→ **What to do**: Reproduce the first line of the entries that follow and each later line, word for word, ending with the one containing "reorder buffer capacities.".

BEGIN Provided information

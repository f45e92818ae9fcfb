//! `BaseO3CPU` schema.
//!
//! The out-of-order core's parameter table, in the order the native model
//! reads it. Parameters fall into a few groups:
//! 1. **Stage widths and delays:** Per-stage superscalar widths and the inter-stage latencies
//!    carried by the time buffers.
//! 2. **Memory ordering:** Load/store queue sizes, dependence checking, and the store-set predictor.
//! 3. **Physical resources:** Register files, instruction queue, and reorder buffer capacities.
//! 4. **SMT policies:** Fetch, queue sharing, and commit policies with their thresholds.
//! 5. **Collaborators:** The functional-unit pool and branch predictor, each a child instance.
//!
//! The default branch predictor follows the core's thread count through a
//! `Parent.numThreads` reference, so overriding `numThreads` on the core also
//! sizes the predictor.

use std::sync::Arc;

use crate::common::Result;
use crate::config::defaults::{
    CACHE_PORTS, FETCH_BUFFER_SIZE, FETCH_QUEUE_SIZE, FETCH_TRAP_LATENCY, IQ_ENTRIES,
    LQ_ENTRIES, LSQ_DEP_CHECK_SHIFT, PHYS_REGS, PHYS_VEC_PRED_REGS, PIPELINE_WIDTH,
    RENAME_TO_IEW_DELAY, ROB_ENTRIES, SMT_THRESHOLD, SQ_ENTRIES, STAGE_DELAY,
    STORE_SET_CLEAR_PERIOD, STORE_SET_TABLE_SIZE, TIME_BUFFER_SIZE, TRAP_LATENCY,
};
use crate::enums::EnumType;
use crate::models::{branch_pred, fu_pool};
use crate::node::{ConfigurationNode, MemoryMode, NodeBuilder};
use crate::params::{ParameterSpec, Reference};

/// Node type name.
pub const TYPE_NAME: &str = "BaseO3CPU";

/// Already-declared schemas `BaseO3CPU` is built from.
#[derive(Debug)]
pub struct O3Deps<'a> {
    /// Parent schema.
    pub base_cpu: &'a Arc<ConfigurationNode>,
    /// Schema of the default `fuPool`.
    pub default_fu_pool: &'a Arc<ConfigurationNode>,
    /// Schema of the default `branchPred`.
    pub tournament: &'a Arc<ConfigurationNode>,
    /// `SMTFetchPolicy`.
    pub fetch_policy: &'a Arc<EnumType>,
    /// `SMTQueuePolicy`.
    pub queue_policy: &'a Arc<EnumType>,
    /// `CommitPolicy`.
    pub commit_policy: &'a Arc<EnumType>,
}

const fn memory_mode(_: &ConfigurationNode) -> MemoryMode {
    MemoryMode::Timing
}

const fn always(_: &ConfigurationNode) -> bool {
    true
}

fn stage_delay(name: &str, description: &str) -> ParameterSpec {
    ParameterSpec::cycles(name, STAGE_DELAY, description)
}

fn width(name: &str, description: &str) -> ParameterSpec {
    ParameterSpec::uint(name, PIPELINE_WIDTH, description)
}

/// Declares `BaseO3CPU`.
///
/// # Errors
///
/// Any [`ConfigurationNode::declare`] error, or a failure to seed the
/// default branch predictor's thread-count reference.
pub fn declare(deps: &O3Deps<'_>) -> Result<Arc<ConfigurationNode>> {
    let mut predictor = deps.tournament.instantiate();
    predictor.set("numThreads", Reference::parent("numThreads"))?;

    let queue = deps.queue_policy;

    NodeBuilder::new(TYPE_NAME)
        .extends(deps.base_cpu)
        .binding("o3::CPU", "cpu/o3/dyn_inst.hh")
        .memory_mode(memory_mode)
        .require_caches(always)
        .support_take_over(always)
        .param(ParameterSpec::uint("activity", 0, "Initial count"))
        .param(ParameterSpec::uint("cacheStorePorts", CACHE_PORTS, "Cache Ports. Constrains stores only."))
        .param(ParameterSpec::uint("cacheLoadPorts", CACHE_PORTS, "Cache Ports. Constrains loads only."))
        // fetch
        .param(stage_delay("decodeToFetchDelay", "Decode to fetch delay"))
        .param(stage_delay("renameToFetchDelay", "Rename to fetch delay"))
        .param(stage_delay("iewToFetchDelay", "Issue/Execute/Writeback to fetch delay"))
        .param(stage_delay("commitToFetchDelay", "Commit to fetch delay"))
        .param(width("fetchWidth", "Fetch width"))
        .param(ParameterSpec::uint("fetchBufferSize", FETCH_BUFFER_SIZE, "Fetch buffer size in bytes"))
        .param(ParameterSpec::uint("fetchQueueSize", FETCH_QUEUE_SIZE, "Fetch queue size in micro-ops per-thread"))
        // decode
        .param(stage_delay("renameToDecodeDelay", "Rename to decode delay"))
        .param(stage_delay("iewToDecodeDelay", "Issue/Execute/Writeback to decode delay"))
        .param(stage_delay("commitToDecodeDelay", "Commit to decode delay"))
        .param(stage_delay("fetchToDecodeDelay", "Fetch to decode delay"))
        .param(width("decodeWidth", "Decode width"))
        // rename
        .param(stage_delay("iewToRenameDelay", "Issue/Execute/Writeback to rename delay"))
        .param(stage_delay("commitToRenameDelay", "Commit to rename delay"))
        .param(stage_delay("decodeToRenameDelay", "Decode to rename delay"))
        .param(width("renameWidth", "Rename width"))
        // issue/execute/writeback
        .param(stage_delay("commitToIEWDelay", "Commit to Issue/Execute/Writeback delay"))
        .param(ParameterSpec::cycles("renameToIEWDelay", RENAME_TO_IEW_DELAY, "Rename to Issue/Execute/Writeback delay"))
        .param(stage_delay("issueToExecuteDelay", "Issue to execute delay (internal to the IEW stage)"))
        .param(width("dispatchWidth", "Dispatch width"))
        .param(width("issueWidth", "Issue width"))
        .param(width("wbWidth", "Writeback width"))
        .param(ParameterSpec::object("fuPool", fu_pool::TYPE_NAME, deps.default_fu_pool.instantiate(), "Functional Unit pool"))
        // commit
        .param(stage_delay("iewToCommitDelay", "Issue/Execute/Writeback to commit delay"))
        .param(stage_delay("renameToROBDelay", "Rename to reorder buffer delay"))
        .param(width("commitWidth", "Commit width"))
        .param(width("squashWidth", "Squash width"))
        .param(ParameterSpec::cycles("trapLatency", TRAP_LATENCY, "Trap latency"))
        .param(ParameterSpec::cycles("fetchTrapLatency", FETCH_TRAP_LATENCY, "Fetch trap latency"))
        .param(ParameterSpec::uint("backComSize", TIME_BUFFER_SIZE, "Time buffer size for backwards communication"))
        .param(ParameterSpec::uint("forwardComSize", TIME_BUFFER_SIZE, "Time buffer size for forward communication"))
        // load/store queue
        .param(ParameterSpec::uint("LQEntries", LQ_ENTRIES, "Number of load queue entries"))
        .param(ParameterSpec::uint("SQEntries", SQ_ENTRIES, "Number of store queue entries"))
        .param(ParameterSpec::uint("LSQDepCheckShift", LSQ_DEP_CHECK_SHIFT, "Number of places to shift addr before check"))
        .param(ParameterSpec::boolean("LSQCheckLoads", true, "Should dependency violations be checked for loads & stores or just stores"))
        .param(ParameterSpec::uint("store_set_clear_period", STORE_SET_CLEAR_PERIOD, "Number of load/store insts before the dep predictor should be invalidated"))
        .param(ParameterSpec::uint("LFSTSize", STORE_SET_TABLE_SIZE, "Last fetched store table size"))
        .param(ParameterSpec::uint("SSITSize", STORE_SET_TABLE_SIZE, "Store set ID table size"))
        // physical resources
        .param(ParameterSpec::uint("numRobs", 1, "Number of Reorder Buffers"))
        .param(ParameterSpec::uint("numPhysIntRegs", PHYS_REGS, "Number of physical integer registers"))
        .param(ParameterSpec::uint("numPhysFloatRegs", PHYS_REGS, "Number of physical floating point registers"))
        .param(ParameterSpec::uint("numPhysVecRegs", PHYS_REGS, "Number of physical vector registers"))
        .param(ParameterSpec::uint("numPhysVecPredRegs", PHYS_VEC_PRED_REGS, "Number of physical predicate registers"))
        // zero unless the ISA uses condition-code registers
        .param(ParameterSpec::uint("numPhysCCRegs", 0, "Number of physical cc registers"))
        .param(ParameterSpec::uint("numIQEntries", IQ_ENTRIES, "Number of instruction queue entries"))
        .param(ParameterSpec::uint("numROBEntries", ROB_ENTRIES, "Number of reorder buffer entries"))
        // SMT
        .param(ParameterSpec::uint("smtNumFetchingThreads", 1, "SMT Number of Fetching Threads"))
        .param(ParameterSpec::enumeration("smtFetchPolicy", deps.fetch_policy, "RoundRobin", "SMT Fetch policy"))
        .param(ParameterSpec::enumeration("smtLSQPolicy", queue, "Partitioned", "SMT LSQ Sharing Policy"))
        .param(ParameterSpec::int("smtLSQThreshold", SMT_THRESHOLD, "SMT LSQ Threshold Sharing Parameter"))
        .param(ParameterSpec::enumeration("smtIQPolicy", queue, "Partitioned", "SMT IQ Sharing Policy"))
        .param(ParameterSpec::int("smtIQThreshold", SMT_THRESHOLD, "SMT IQ Threshold Sharing Parameter"))
        .param(ParameterSpec::enumeration("smtROBPolicy", queue, "Partitioned", "SMT ROB Sharing Policy"))
        .param(ParameterSpec::int("smtROBThreshold", SMT_THRESHOLD, "SMT ROB Threshold Sharing Parameter"))
        .param(ParameterSpec::enumeration("smtCommitPolicy", deps.commit_policy, "RoundRobin", "SMT Commit Policy"))
        .param(ParameterSpec::object("branchPred", branch_pred::TYPE_NAME, predictor, "Branch Predictor"))
        .param(ParameterSpec::boolean("needsTSO", false, "Enable TSO Memory model"))
        .build()
}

END Provided information

→ **Solution for this problem**:
repository f45e92818ae9fcfb
//! `BaseO3CPU` schema.
//!
//! The out-of-order core's parameter table, in the order the native model
//! reads it. Parameters fall into a few groups:
//! 1. **Stage widths and delays:** Per-stage superscalar widths and the inter-stage latencies
//!    carried by the time buffers.
//! 2. **Memory ordering:** Load/store queue sizes, dependence checking, and the store-set predictor.
//! 3. **Physical resources:** Register files, instruction queue, and reorder buffer capacities.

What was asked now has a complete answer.